YOUR INSTRUCTIONS ->
Pull every line containing "SearchPathSources" out of the material below.

[[ INPUT FOR THIS TASK, beginning ]]

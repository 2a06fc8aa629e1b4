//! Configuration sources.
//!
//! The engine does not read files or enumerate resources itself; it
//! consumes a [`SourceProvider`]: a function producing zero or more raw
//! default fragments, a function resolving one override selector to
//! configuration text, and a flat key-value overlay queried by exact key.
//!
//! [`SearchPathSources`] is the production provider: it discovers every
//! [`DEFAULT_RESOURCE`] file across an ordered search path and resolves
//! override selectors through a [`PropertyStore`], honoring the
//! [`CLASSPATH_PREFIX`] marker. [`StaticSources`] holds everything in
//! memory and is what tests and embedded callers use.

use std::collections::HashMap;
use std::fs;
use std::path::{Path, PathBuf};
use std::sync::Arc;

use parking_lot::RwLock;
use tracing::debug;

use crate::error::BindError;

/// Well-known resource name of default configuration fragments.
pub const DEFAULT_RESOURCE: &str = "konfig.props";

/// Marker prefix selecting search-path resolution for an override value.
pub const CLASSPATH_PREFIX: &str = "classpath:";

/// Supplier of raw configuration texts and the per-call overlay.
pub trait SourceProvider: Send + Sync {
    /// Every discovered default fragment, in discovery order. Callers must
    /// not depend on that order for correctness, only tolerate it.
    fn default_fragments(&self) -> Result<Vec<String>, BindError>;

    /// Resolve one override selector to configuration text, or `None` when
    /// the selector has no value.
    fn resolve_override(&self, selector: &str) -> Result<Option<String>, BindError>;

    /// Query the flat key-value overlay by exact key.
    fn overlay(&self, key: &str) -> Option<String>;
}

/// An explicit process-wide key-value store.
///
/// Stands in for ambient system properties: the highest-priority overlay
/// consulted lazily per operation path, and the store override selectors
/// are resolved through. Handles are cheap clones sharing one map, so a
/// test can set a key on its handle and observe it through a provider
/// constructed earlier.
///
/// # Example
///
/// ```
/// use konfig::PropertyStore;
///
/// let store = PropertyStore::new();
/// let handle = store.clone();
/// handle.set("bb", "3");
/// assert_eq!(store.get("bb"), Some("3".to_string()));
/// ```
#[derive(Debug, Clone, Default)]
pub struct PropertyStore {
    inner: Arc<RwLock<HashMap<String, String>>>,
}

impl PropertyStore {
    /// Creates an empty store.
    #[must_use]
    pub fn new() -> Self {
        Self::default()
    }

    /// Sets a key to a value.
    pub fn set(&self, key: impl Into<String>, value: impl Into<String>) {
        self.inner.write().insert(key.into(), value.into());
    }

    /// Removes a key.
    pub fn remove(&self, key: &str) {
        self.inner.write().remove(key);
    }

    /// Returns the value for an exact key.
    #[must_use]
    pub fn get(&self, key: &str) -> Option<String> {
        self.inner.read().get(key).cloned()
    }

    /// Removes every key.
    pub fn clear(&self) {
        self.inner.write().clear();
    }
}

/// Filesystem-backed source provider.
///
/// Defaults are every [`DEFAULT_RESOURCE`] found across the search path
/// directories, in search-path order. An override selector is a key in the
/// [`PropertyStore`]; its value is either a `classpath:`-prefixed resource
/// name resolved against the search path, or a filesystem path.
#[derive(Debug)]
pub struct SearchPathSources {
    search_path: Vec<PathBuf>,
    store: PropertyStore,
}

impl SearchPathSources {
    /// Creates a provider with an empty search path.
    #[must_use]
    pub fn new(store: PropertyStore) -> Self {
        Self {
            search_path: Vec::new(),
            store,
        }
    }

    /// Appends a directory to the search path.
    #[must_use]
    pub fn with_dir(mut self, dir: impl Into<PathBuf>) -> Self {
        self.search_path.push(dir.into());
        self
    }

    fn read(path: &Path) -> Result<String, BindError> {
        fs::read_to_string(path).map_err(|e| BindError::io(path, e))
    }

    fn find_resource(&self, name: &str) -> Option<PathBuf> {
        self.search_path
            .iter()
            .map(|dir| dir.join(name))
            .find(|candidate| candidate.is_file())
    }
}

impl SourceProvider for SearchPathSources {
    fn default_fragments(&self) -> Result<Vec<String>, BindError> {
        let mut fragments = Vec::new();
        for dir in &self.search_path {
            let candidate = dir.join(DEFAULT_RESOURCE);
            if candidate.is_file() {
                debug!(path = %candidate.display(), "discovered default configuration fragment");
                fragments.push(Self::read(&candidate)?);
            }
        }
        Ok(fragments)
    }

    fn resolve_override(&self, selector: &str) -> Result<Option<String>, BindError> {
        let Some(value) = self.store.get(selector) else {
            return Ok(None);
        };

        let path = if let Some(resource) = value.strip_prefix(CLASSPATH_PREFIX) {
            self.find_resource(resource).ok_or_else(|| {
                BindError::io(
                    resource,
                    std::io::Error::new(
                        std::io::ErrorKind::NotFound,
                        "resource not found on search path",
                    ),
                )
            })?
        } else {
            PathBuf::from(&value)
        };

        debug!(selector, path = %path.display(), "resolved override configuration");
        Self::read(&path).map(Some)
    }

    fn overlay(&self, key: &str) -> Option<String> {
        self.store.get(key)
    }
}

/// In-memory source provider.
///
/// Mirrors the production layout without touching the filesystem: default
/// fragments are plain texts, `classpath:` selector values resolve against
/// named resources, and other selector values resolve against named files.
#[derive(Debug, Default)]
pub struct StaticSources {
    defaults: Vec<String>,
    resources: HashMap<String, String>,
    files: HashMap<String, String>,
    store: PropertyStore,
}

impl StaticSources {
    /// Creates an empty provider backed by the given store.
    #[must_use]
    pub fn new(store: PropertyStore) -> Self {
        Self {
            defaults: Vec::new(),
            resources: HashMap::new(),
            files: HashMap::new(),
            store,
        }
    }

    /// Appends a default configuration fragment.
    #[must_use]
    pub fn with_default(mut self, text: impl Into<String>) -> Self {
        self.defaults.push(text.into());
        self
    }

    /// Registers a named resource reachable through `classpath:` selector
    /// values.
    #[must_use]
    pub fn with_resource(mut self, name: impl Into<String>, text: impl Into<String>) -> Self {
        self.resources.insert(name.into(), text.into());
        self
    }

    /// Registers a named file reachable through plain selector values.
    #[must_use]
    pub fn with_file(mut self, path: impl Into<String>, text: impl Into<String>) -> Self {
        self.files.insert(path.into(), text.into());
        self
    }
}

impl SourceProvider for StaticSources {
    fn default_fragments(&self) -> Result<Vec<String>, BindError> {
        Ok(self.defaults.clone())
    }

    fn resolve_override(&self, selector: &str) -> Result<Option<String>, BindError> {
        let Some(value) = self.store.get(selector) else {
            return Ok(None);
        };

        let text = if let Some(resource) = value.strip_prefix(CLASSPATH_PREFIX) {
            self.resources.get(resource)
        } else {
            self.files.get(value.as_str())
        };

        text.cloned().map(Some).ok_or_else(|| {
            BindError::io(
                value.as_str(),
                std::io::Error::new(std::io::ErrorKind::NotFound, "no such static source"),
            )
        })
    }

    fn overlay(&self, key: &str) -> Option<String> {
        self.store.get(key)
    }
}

[[ INPUT FOR THIS TASK, end ]]

ANSWER TO THE EXERCISE ->
//! [`SearchPathSources`] is the production provider: it discovers every
pub struct SearchPathSources {
impl SearchPathSources {
impl SourceProvider for SearchPathSources {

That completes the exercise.